‘Scorpion sign on cigarette packs not enough as deterrent’

February 27th, 2008 - 11:26 pm ICT by admin  

A file-photo of Anbumani Ramadoss

New Delhi, Feb 27 (IANS) Anti-tobacco activists have cried foul after a Group of Ministers (GoM) did not approve making mandatory gory depictions of cancer lacerations on tobacco packets and chose less menacing warning signs. “For their short-term political benefits, politicians have compromised with the health of millions of Indians,” alleged Shekhar Salkar, general secretary of the National Organisation for Tobacco Eradication (NOTE).

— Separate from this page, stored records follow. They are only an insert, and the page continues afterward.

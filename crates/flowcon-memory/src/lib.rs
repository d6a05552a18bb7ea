// SPDX-FileCopyrightText: 2026 FlowCon Contributors
// SPDX-License-Identifier: MIT OR Apache-2.0

//! Memory side of FlowCon capture.
//!
//! - **extractor**: pulls `<memories>` JSON blocks out of assistant text and
//!   keeps only structurally valid records
//! - **prompt**: the system prompt addendum that asks the assistant to emit
//!   those blocks

pub mod extractor;
pub mod prompt;

pub use extractor::extract_memories;
pub use prompt::{memory_prompt, DEFAULT_MEMORY_PROMPT};
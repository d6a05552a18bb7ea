// SPDX-FileCopyrightText: 2026 FlowCon Contributors
// SPDX-License-Identifier: MIT OR Apache-2.0

//! System prompt addendum asking the assistant to record memories.

/// Built-in instructions for documentation suggestions and memory extraction.
///
/// The example block follows the format [`crate::extract_memories`] reads.
pub const DEFAULT_MEMORY_PROMPT: &str = r#"ADDITIONAL TASK: Documentation and Knowledge Extraction

After analyzing the code changes, also:

1. DOCUMENTATION SUGGESTIONS
For each code change that affects documented behavior:
- Identify which doc file(s) need updates
- Generate suggestions in GitHub suggestion format

2. MEMORY EXTRACTION
Extract key knowledge for the AI assistant.
Each memory MUST be:
- 4-6 sentences minimum
- Describe relationships between components
- Include specific names (classes, methods, patterns)

Return memories as JSON array in a <memories> tag.

Example output:
<memories>
[
  {"content": "The AuthService class handles JWT token validation and refresh. It depends on UserRepository for credential verification and uses bcrypt for password hashing. The service implements a singleton pattern to maintain a single connection pool to the auth database. All authentication errors are logged to the security audit trail.", "tags": ["auth", "security", "architecture"]},
  {"content": "API rate limiting is implemented via Redis with a sliding window algorithm. The RateLimiter middleware checks X-API-Key header and enforces 100 req/min per key. Rate limit counters expire after 60 seconds. When a limit is exceeded, the middleware returns a 429 status with a Retry-After header indicating when the client can retry.", "tags": ["api", "rate-limiting", "infrastructure"]}
]
</memories>"#;

/// Returns the configured prompt, or the built-in one when none is set.
///
/// A blank custom prompt counts as unset.
pub fn memory_prompt(custom: Option<&str>) -> &str {
    match custom {
        Some(prompt) if !prompt.trim().is_empty() => prompt,
        _ => DEFAULT_MEMORY_PROMPT,
    }
}
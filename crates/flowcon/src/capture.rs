// SPDX-FileCopyrightText: 2026 FlowCon Contributors
// SPDX-License-Identifier: MIT OR Apache-2.0

//! `flowcon capture` command.

use std::path::Path;

use flowcon_capture::CaptureSummary;
use flowcon_config::FlowconConfig;
use flowcon_core::{CaptureContext, FlowconError, Transcript};
use tracing::{debug, warn};

/// Runs the capture pipeline for the transcript at `path`.
///
/// Returns `None` when the transcript could not be read or parsed. Either
/// way the command succeeds.
pub async fn run_capture(
    path: &Path,
    context: &CaptureContext,
    config: &FlowconConfig,
) -> Option<CaptureSummary> {
    if config.store.resolve().is_none() {
        debug!("FlowCon store not configured, skipping memory capture");
        return None;
    }

    let transcript = match read_transcript(path).await {
        Ok(transcript) => transcript,
        Err(e) => {
            warn!(path = %path.display(), "skipping memory capture: {e}");
            return None;
        }
    };

    Some(flowcon_capture::capture(&transcript, context, config).await)
}

async fn read_transcript(path: &Path) -> Result<Transcript, FlowconError> {
    let raw = tokio::fs::read_to_string(path)
        .await
        .map_err(|e| FlowconError::Transcript {
            message: format!("failed to read {}", path.display()),
            source: Some(Box::new(e)),
        })?;
    Transcript::from_json_str(&raw)
}
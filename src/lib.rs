//! # Fanlog
//!
//! A minimal synchronous logging facade: a [`Logger`] stamps messages with
//! one of eight fixed severity levels and fans each entry out to an ordered
//! list of pluggable writers.
//!
//! ## Features
//!
//! - **Pluggable Writers**: File (CSV/TSV/XML/JSON), database, and mail back ends
//! - **Synchronous**: Every write is a single blocking, best-effort call
//! - **Thread Safe**: A shared `Logger` can be used from multiple threads
//! - **Independent Side Channels**: One failing writer never suppresses another
//!
//! ## Example
//!
//! ```no_run
//! use fanlog::{FileWriter, Logger};
//!
//! let logger = Logger::new()
//!     .with_writer(Box::new(FileWriter::open("app.json").unwrap()));
//!
//! logger.notice("service started").unwrap();
//! ```

pub mod core;
pub mod writers;

pub mod prelude {
    pub use crate::core::{
        LogEntry, LogWriter, Logger, LoggerError, Priority, Result, WriteOptions,
        DEFAULT_TIMESTAMP_FORMAT,
    };
    pub use crate::writers::{
        DbWriter, Dialect, FileFormat, FileWriter, MailOptions, MailTransport, MailWriter,
        PlaceholderStyle, Recipient, SqlConnection, SqlValue,
    };
}

pub use crate::core::{
    LogEntry, LogWriter, Logger, LoggerError, Priority, Result, WriteOptions,
    DEFAULT_TIMESTAMP_FORMAT,
};
pub use crate::writers::{
    DbWriter, Dialect, FileFormat, FileWriter, MailOptions, MailTransport, MailWriter,
    PlaceholderStyle, Recipient, SqlConnection, SqlValue,
};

“We are disappointed at the decision to drop the strong pictorial warnings. A gory warning would have created a psychological impact and dissuaded people from smoking,” Salkar told IANS on telephone from Goa Wednesday.

In a major blow to Health Minister Anbumani Ramadoss’ anti-tobacco campaign, the GoM Tuesday decided that cigarette and beedi packs would carry pictorial warnings but not grisly depictions of cancer lacerations or of a child dying due to the effects of passive smoking.

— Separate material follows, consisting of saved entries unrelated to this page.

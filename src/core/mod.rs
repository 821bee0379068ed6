//! Core logger types and traits

pub mod entry;
pub mod error;
pub mod logger;
pub mod priority;
pub mod writer;

pub use entry::{LogEntry, WriteOptions};
pub use error::{LoggerError, Result};
pub use logger::{Logger, DEFAULT_TIMESTAMP_FORMAT};
pub use priority::Priority;
pub use writer::LogWriter;
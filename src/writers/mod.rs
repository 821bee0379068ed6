//! Writer implementations

pub mod db;
pub mod file;
pub mod mail;

pub use db::{DbWriter, Dialect, PlaceholderStyle, SqlConnection, SqlValue};
pub use file::{FileFormat, FileWriter};
pub use mail::{MailOptions, MailTransport, MailWriter, Recipient};

// Re-export the trait writers implement
pub use crate::core::LogWriter;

The GoM said the pictures would be either of a lung or a scorpion - depicting cancer. The size of the pictorial warnings would be either 30 or 40 percent of the package and not 50 percent as suggested by the health ministry.

Bhavna Mukhopadhyay, director of health promotion at the Voluntary Health Association of India (VHAI), a federation of 4,500 voluntary groups, said: “Indian authorities lack political will to take strong action.

“As parliament elections are not far, ministers tried to keep their votes in tact. The bidi workers and tobacco industry lobby definitely went against a long-term health issue.

“Our ministers failed to de-glamorise tobacco products. Since, they have decided on the pictorial warning, we want them to review it after one year and make necessary changes.

“A scorpion will be an ineffective symbol to dissuade people from consuming tobacco,” she said.

According to the World Health Organization, nearly one million Indians will die annually from smoking-related diseases by 2010.

Monika Arora of the NGO Hridaya said that by reducing the size of the pictorial warning from proposed 50 percent to 30 percent of the packet, the government has compromised with the international best practices.

“They are going for a scorpion without assessing its impact on field. This is discouraging and politically motivated,” Arora said.

Activists praised Ramadoss and criticised his cabinet colleagues for not allowing him to take the right steps.

“Ramadoss is junior in the GoM. He is like a boy in front of ministers like Pranab Mukherjee,” Salkar said.

As many as 17 countries include Canada, Brazil and Australia have mandatory pictorial warnings on tobacco packets.